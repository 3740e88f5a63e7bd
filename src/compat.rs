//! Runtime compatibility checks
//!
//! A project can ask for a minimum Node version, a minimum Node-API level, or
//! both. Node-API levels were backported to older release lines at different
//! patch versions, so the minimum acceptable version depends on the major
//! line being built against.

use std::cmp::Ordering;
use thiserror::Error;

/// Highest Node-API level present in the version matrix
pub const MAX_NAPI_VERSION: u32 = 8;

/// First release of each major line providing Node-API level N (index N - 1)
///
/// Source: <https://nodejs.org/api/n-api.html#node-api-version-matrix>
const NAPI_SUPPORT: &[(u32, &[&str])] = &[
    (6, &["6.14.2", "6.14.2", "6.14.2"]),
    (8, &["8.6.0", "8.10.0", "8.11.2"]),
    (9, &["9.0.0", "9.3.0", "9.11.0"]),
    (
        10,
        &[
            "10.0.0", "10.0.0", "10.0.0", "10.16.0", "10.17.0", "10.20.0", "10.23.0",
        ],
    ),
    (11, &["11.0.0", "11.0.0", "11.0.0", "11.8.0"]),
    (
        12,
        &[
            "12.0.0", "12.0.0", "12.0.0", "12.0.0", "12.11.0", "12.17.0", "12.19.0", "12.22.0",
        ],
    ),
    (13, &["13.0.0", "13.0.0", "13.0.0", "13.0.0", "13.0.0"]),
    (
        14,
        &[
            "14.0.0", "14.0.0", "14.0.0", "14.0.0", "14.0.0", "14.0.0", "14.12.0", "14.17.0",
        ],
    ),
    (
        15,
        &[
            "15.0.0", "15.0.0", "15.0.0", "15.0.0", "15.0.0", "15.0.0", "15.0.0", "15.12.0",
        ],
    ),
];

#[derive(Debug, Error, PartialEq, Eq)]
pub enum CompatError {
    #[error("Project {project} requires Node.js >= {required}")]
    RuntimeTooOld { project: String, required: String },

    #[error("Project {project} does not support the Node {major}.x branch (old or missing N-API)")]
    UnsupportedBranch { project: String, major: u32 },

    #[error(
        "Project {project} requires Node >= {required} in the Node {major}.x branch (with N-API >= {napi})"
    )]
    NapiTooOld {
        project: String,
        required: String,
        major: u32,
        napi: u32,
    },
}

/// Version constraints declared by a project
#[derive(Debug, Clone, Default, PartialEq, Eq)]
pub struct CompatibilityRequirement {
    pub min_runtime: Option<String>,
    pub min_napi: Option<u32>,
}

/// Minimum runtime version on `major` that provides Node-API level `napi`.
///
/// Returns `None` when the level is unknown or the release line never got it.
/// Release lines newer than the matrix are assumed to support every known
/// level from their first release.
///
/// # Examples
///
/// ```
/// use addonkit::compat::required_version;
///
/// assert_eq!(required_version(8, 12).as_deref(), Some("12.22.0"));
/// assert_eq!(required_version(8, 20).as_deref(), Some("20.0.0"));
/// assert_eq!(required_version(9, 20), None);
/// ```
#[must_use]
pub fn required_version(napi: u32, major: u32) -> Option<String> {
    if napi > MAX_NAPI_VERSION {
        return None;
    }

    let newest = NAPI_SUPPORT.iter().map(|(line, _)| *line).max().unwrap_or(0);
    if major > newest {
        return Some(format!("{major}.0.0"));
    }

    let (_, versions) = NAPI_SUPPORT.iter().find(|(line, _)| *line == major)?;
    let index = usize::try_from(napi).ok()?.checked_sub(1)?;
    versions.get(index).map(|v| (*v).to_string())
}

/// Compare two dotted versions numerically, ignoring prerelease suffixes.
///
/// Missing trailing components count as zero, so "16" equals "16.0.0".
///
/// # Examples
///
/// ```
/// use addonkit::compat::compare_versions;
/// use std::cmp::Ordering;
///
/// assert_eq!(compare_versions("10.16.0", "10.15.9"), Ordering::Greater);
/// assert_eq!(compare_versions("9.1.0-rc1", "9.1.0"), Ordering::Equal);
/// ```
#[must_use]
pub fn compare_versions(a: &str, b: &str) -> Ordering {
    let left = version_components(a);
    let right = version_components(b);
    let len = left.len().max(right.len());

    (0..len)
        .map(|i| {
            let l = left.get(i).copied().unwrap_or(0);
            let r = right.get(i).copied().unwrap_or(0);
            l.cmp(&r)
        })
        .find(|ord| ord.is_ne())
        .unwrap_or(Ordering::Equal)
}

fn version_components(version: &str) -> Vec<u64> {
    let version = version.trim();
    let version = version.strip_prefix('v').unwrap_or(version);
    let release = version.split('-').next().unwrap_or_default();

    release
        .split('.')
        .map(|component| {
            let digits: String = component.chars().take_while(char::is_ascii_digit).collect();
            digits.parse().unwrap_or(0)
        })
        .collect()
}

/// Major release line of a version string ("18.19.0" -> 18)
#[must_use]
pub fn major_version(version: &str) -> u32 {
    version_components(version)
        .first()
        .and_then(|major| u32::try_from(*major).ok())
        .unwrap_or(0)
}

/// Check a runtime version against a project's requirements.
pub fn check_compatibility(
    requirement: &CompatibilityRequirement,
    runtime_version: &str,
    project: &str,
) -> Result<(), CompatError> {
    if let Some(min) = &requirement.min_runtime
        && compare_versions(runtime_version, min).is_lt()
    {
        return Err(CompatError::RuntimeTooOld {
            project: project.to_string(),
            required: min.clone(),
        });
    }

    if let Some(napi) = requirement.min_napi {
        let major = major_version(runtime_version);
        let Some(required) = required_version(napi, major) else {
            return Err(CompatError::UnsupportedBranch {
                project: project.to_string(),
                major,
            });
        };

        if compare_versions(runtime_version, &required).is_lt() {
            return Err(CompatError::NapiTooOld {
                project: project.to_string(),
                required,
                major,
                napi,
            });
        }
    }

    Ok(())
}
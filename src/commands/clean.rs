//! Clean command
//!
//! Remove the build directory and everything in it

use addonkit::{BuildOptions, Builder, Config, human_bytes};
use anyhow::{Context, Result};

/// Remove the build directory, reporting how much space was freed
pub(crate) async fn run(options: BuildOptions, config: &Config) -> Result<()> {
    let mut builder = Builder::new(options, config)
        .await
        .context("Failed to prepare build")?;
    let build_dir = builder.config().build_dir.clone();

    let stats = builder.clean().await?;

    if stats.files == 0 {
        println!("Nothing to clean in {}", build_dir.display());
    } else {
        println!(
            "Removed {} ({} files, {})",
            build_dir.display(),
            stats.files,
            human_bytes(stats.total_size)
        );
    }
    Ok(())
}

· · · ·

Your objective: Wherever "RuntimeTooOld" appears in a line of the entries, copy that line.

Solution for this task:
    RuntimeTooOld { project: String, required: String },
        return Err(CompatError::RuntimeTooOld {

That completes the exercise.